1. Resale Price Maintenance
- The only form of price vertical restraint.
- Para 3.16 MyCC Guidelines: firms at downstream level may ask dominant
firm at the upstream level to fix the retail price in order to enforce cartel
between retailers.
- MyCC will assess whether the conduct has the effect of forcing out
competitors or foreclosing the market at both upstream and downstream level.

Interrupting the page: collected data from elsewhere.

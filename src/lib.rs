//! Trapezoidal decomposition of polygons with a DAG for point location.
//!
//! Polygon edges are inserted one at a time into a vertical decomposition of the
//! polygon's bounding box. Every insertion splits the trapezoids the edge crosses and
//! grows the search structure in place, so the finished [`RandomizedIncrementalConstruction`]
//! answers "which trapezoid contains this point" in expected logarithmic depth when
//! the edges are inserted in random order.
//!
//! Points with equal x are ordered by y, which keeps the decomposition well defined
//! for vertically aligned vertices at the cost of zero-width trapezoids.

#![no_std]

extern crate alloc;

mod construction;
mod dag;
mod error;
mod geometry;
mod invariants;
mod order;
mod polygon;
mod segment;
mod trapezoid;

use num_traits::float::Float;

pub use construction::{Options, RandomizedIncrementalConstruction};
pub use dag::{Dag, Location, Node, NodeId};
pub use error::{Error, Violation};
pub use geometry::{on_segment, orientation, BoundingBox, Orientation, Point};
pub use order::{InputOrder, InsertionOrder, Shuffled};
pub use polygon::Polygon;
pub use segment::LineSegment;
pub use trapezoid::{Neighbors, Trapezoid, TrapezoidId, TrapezoidMap};

/// Index of a vertex
pub trait Index: Copy {
    fn into_usize(self) -> usize;
    fn from_usize(v: usize) -> Self;
}
impl Index for u32 {
    fn into_usize(self) -> usize {
        self as usize
    }
    fn from_usize(v: usize) -> Self {
        v as Self
    }
}
impl Index for u16 {
    fn into_usize(self) -> usize {
        self as usize
    }
    fn from_usize(v: usize) -> Self {
        v as Self
    }
}
impl Index for usize {
    fn into_usize(self) -> usize {
        self
    }
    fn from_usize(v: usize) -> Self {
        v as Self
    }
}

/// Returns a percentage difference between the bounding box area and the total area
/// of the trapezoids covering it. Zero means the decomposition tiles the box exactly.
pub fn deviation<T: Float>(map: &TrapezoidMap<T>, bounds: &BoundingBox<T>) -> Result<T, Error> {
    let box_area = bounds.area();
    let mut trapezoids_area = T::zero();
    for (_, trapezoid) in map.iter() {
        trapezoids_area = trapezoids_area + trapezoid.area()?;
    }
    if box_area == T::zero() && trapezoids_area == T::zero() {
        return Ok(T::zero());
    }
    Ok(((trapezoids_area - box_area) / box_area).abs())
}
use alloc::vec::Vec;
use num_traits::float::Float;

use crate::error::Error;
use crate::geometry::Point;
use crate::segment::LineSegment;
use crate::Index;

/// A polygon given as an outer ring and optional hole rings.
#[derive(Clone, Debug)]
pub struct Polygon<T: Float> {
    vertices: Vec<Point<T>>,
    edges: Vec<LineSegment<T>>,
}

impl<T: Float> Polygon<T> {
    /// Builds a polygon from flat vertex data.
    ///
    /// `hole_indices` holds the start index of every hole ring, the same layout earcut
    /// takes. A ring that repeats its first vertex at the end is closed implicitly.
    pub fn new<N: Index>(
        data: impl IntoIterator<Item = [T; 2]>,
        hole_indices: &[N],
    ) -> Result<Self, Error> {
        let data: Vec<Point<T>> = data.into_iter().map(Point::from).collect();
        let mut vertices = Vec::with_capacity(data.len());
        let mut edges = Vec::with_capacity(data.len());

        let starts = core::iter::once(0).chain(hole_indices.iter().map(|h| h.into_usize()));
        let ends = hole_indices
            .iter()
            .map(|h| h.into_usize())
            .chain(core::iter::once(data.len()));

        for (ring, (start, end)) in starts.zip(ends).enumerate() {
            let mut points = data.get(start..end).unwrap_or(&[]);
            if let (Some(first), Some(last)) = (points.first(), points.last()) {
                if points.len() > 1 && first == last {
                    points = &points[..points.len() - 1];
                }
            }
            if points.len() < 3 {
                return Err(Error::DegenerateRing { ring });
            }
            vertices.extend_from_slice(points);
            let mut prev = points[points.len() - 1];
            for &p in points {
                edges.push(LineSegment::new(prev, p));
                prev = p;
            }
        }

        Ok(Self { vertices, edges })
    }

    /// All ring vertices, outer ring first.
    pub fn vertices(&self) -> &[Point<T>] {
        &self.vertices
    }

    /// All boundary edges, ring by ring.
    pub fn edges(&self) -> &[LineSegment<T>] {
        &self.edges
    }

    /// Checks that no two edges cross.
    ///
    /// Edges that only share an endpoint are fine. Quadratic in the number of edges.
    pub fn check_simple(&self) -> Result<(), Error> {
        for (i, a) in self.edges.iter().enumerate() {
            for (j, b) in self.edges.iter().enumerate().skip(i + 1) {
                if a.intersects(b) {
                    return Err(Error::SelfIntersection {
                        first: i,
                        second: j,
                    });
                }
            }
        }
        Ok(())
    }
}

2. Exclusive Distribution Agreement


- The supplier grants a reseller exclusive distribution right for a particular
geographical location or territory.
- This provides reseller with monopolistic position as they are assigned in a
particular territory.

3. Exclusive Customer Allocation Agreement


- The reseller agrees to the supplier to resell the product only to a particular
class of customers.

4. Upfront Access Payment


- Supplier pays a certain amount of money in order to get access to a retailer’s
network. (hypermarket or supermarket).
- Supplier pays a fee to access shelf space of retailers.
- Supplier ensures the presence of certain products for a longer period at
retailer’s shelf.

5. Single Branding
- Agreement that requires the buyer to buy all or most of their supplies from a
- particular supplier.
- Supplier may impose conditions on buyer to buy all or substantial portion of
supplier’s products by way of cumulative discounts.
- If supplier captures a substantial part of the downstream market, other
competitors may be forced out.

6. Selective Distribution Agreement


- Supplier selects certain resellers to distribute its products based on quality
and location.
- It prevents other unauthorised resellers from distributing their products.

D. RELIEF OF LIABILITY

SEC 5: enterprise which is a party to an agreement may relieve its liability from
infringement on section 4 if (cumulatively satisfied):
a) there are significant identifiable technological, efficiency or social
benefits directly arising from the agreement;
b) the benefits could not reasonably have been provided by the parties to the
agreement without the agreement having the effect of preventing, restricting
or distorting competition;
c) the detrimental effect of the agreement on competition is proportionate to
the benefits provided; and
d) the agreement does not allow the enterprise concerned to eliminate
competition completely in respect of a substantial part of the goods or
services.

- Burden of proof is on the parties to assert that their conduct or agreement


benefit from the hardcore cartel behaviour.

Individual Exemption
SEC 6: An enterprise may apply to the Commission for an exemption with respect to
a particular agreement from the prohibition under section 4.
- Enterprise may apply for an exemption before entering into an agreement.
- Commission will analyse agreement to determine its effect on the market and
whether it fulfils criteria under Section 5.
- An exemption is granted subject to conditions, obligations and for a limited
duration.

Block Exemption
SEC 8: If agreements which fall within a particular category of agreements are, in the
opinion of the Commission, likely to be agreements to which section 5 applies, the
Commission may, by order published in the Gazette, grant an exemption to the
particular category of agreements.
- Alternative to reduce bulk of applications for individual exemption.
- MyCC has power to grant block exemption if an agreement is likely to be
agreements to which Section 5 applies.
- Enhance legal certainty, save enforcement costs.
- MyCC can examine similar agreements simultaneously without the need for
enterprise to submit separate applications.